Differences in energy metabolism during β₁- and β₂-adrenergic receptor (AR) stimulation have been shown to translate to differences in the elicited functional responses. It has been suggested that differential access to glycogen during β₁- compared with β₂-AR stimulation may influence the peak functional response and modulation of the response during sustained adrenergic stimulation. Interleaved ¹³C- and ³¹P-NMR spectroscopy was used during β₁- and β₂-AR stimulation at matched peak workload (2.5 times baseline) in the isolated perfused rat heart to monitor glycogen levels, phosphorylation potential, and intracellular pH. Simultaneous measurements of left ventricular (LV) function [LV developed pressure (LVDP)], heart rate (HR), and rate-pressure product (RPP = LVDP x HR) were also performed.
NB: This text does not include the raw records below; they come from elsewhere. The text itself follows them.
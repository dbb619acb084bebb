//! Error types for boss operations and ledger storage

use crate::modifiers::ModifierKind;
use std::path::PathBuf;
use thiserror::Error;
use uuid::Uuid;

/// Expected, recoverable outcomes of boss operations.
///
/// Each variant maps to a stable code via [`BossError::code`] so the HTTP
/// layer can hand it straight to clients.
#[derive(Debug, Clone, PartialEq, Eq, Error)]
pub enum BossError {
    #[error("no active boss for the current epoch")]
    NoActiveBoss,

    #[error("boss {0} does not exist")]
    BossNotFound(Uuid),

    #[error("boss {0} is already resolved")]
    BossAlreadyResolved(Uuid),

    #[error("boss {0} is not resolved yet")]
    BossNotResolved(Uuid),

    #[error("wallet {wallet} has not joined boss {boss_id}")]
    NotJoined { boss_id: Uuid, wallet: String },

    #[error("wallet {0} already used OVERLOAD on this boss")]
    OverloadAlreadyUsed(String),

    #[error("wallet {0} already used the reconnect protocol on this boss")]
    ReconnectAlreadyUsed(String),

    #[error("a signed challenge is required for this action")]
    SignatureRequired,

    #[error("signature verification failed for wallet {0}")]
    SignatureInvalid(String),

    #[error("{kind} already purchased for this epoch")]
    AlreadyPurchased { kind: ModifierKind },
}

impl BossError {
    pub fn code(&self) -> &'static str {
        match self {
            BossError::NoActiveBoss => "NO_ACTIVE_BOSS",
            BossError::BossNotFound(_) => "BOSS_NOT_FOUND",
            BossError::BossAlreadyResolved(_) => "BOSS_ALREADY_RESOLVED",
            BossError::BossNotResolved(_) => "BOSS_NOT_RESOLVED",
            BossError::NotJoined { .. } => "NOT_JOINED",
            BossError::OverloadAlreadyUsed(_) => "OVERLOAD_ALREADY_USED",
            BossError::ReconnectAlreadyUsed(_) => "RECONNECT_ALREADY_USED",
            BossError::SignatureRequired => "SIGNATURE_REQUIRED",
            BossError::SignatureInvalid(_) => "SIGNATURE_INVALID",
            BossError::AlreadyPurchased { .. } => "ALREADY_PURCHASED",
        }
    }
}

/// Errors reading or writing ledger snapshots. These are the genuine
/// infrastructure failures; callers should surface them as fatal.
#[derive(Debug, Error)]
pub enum SnapshotError {
    #[error("could not determine the data directory")]
    NoDataDir,

    #[error("failed to access snapshot file {path}")]
    Io {
        path: PathBuf,
        #[source]
        source: std::io::Error,
    },

    #[error("invalid snapshot version: expected 0x{expected:016X}, got 0x{found:016X}")]
    BadMagic { expected: u64, found: u64 },

    #[error("snapshot checksum verification failed")]
    ChecksumMismatch,

    #[error("failed to encode snapshot")]
    Encode(#[source] bincode::Error),

    #[error("failed to decode snapshot")]
    Decode(#[source] bincode::Error),

    #[error("ledger for boss {boss_id} is inconsistent: {reason}")]
    InvalidLedger { boss_id: Uuid, reason: &'static str },

    #[error("failed to write settlement json")]
    Json(#[from] serde_json::Error),
}
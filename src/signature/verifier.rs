use ed25519_dalek::{Signature, Signer, SigningKey, Verifier, VerifyingKey};
use thiserror::Error;

#[derive(Debug, Clone, PartialEq, Eq, Error)]
pub enum SignatureError {
    #[error("{0} must be valid base58")]
    NotBase58(&'static str),

    #[error("{field} must decode to {expected} bytes")]
    BadLength { field: &'static str, expected: usize },

    #[error("wallet is not a valid ed25519 public key")]
    InvalidKey,

    #[error("signature does not match message")]
    Mismatch,
}

/// Checks a wallet's signature over a challenge message.
pub trait SignatureVerifier: Send + Sync {
    fn verify(&self, wallet: &str, message: &str, signature: &str) -> Result<(), SignatureError>;
}

/// Solana-style wallets: the wallet is a base58 ed25519 public key and the
/// signature a base58 64-byte detached signature over the UTF-8 message.
#[derive(Debug, Clone, Copy, Default)]
pub struct Ed25519Verifier;

impl SignatureVerifier for Ed25519Verifier {
    fn verify(&self, wallet: &str, message: &str, signature: &str) -> Result<(), SignatureError> {
        let public_key = decode_base58_array::<32>(wallet, "wallet public key")?;
        let signature = decode_base58_array::<64>(signature, "signature")?;
        let verifying_key =
            VerifyingKey::from_bytes(&public_key).map_err(|_| SignatureError::InvalidKey)?;
        verifying_key
            .verify(message.as_bytes(), &Signature::from_bytes(&signature))
            .map_err(|_| SignatureError::Mismatch)
    }
}

/// Base58 wallet address for a signing key.
pub fn wallet_address(signing_key: &SigningKey) -> String {
    bs58::encode(signing_key.verifying_key().to_bytes()).into_string()
}

/// Client side of the protocol: sign a challenge message.
pub fn sign_message(signing_key: &SigningKey, message: &str) -> String {
    bs58::encode(signing_key.sign(message.as_bytes()).to_bytes()).into_string()
}

fn decode_base58_array<const N: usize>(
    input: &str,
    field: &'static str,
) -> Result<[u8; N], SignatureError> {
    let bytes = bs58::decode(input)
        .into_vec()
        .map_err(|_| SignatureError::NotBase58(field))?;
    bytes
        .try_into()
        .map_err(|_| SignatureError::BadLength { field, expected: N })
}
The heart was perfused under both substrate-free (SF) conditions and with exogenous glucose (G). The greater glycogenolysis was observed during β₁- than β₂-AR stimulation with G (54% vs. 38% reduction, P = 0.006) and SF (92% vs. 79% reduction, P = 0.04) perfusions. The greater β₁-AR-mediated glycogenolysis was correlated with greater ability to sustain the initial contractile response. However, with SF perfusion, the duration of this ability was limited: excessive early glycogen depletion caused an earlier decline in LVDP and phosphorylation potential during β₁- than β₂-AR stimulation. Therefore, endogenous glycogen stores are depleted earlier and to a greater extent, despite a slightly weaker overall inotropic response, during β₁- than β₂-AR stimulation. These findings are consistent with β₁-AR-specific PKA-dependent glycogen phosphorylase kinase signaling.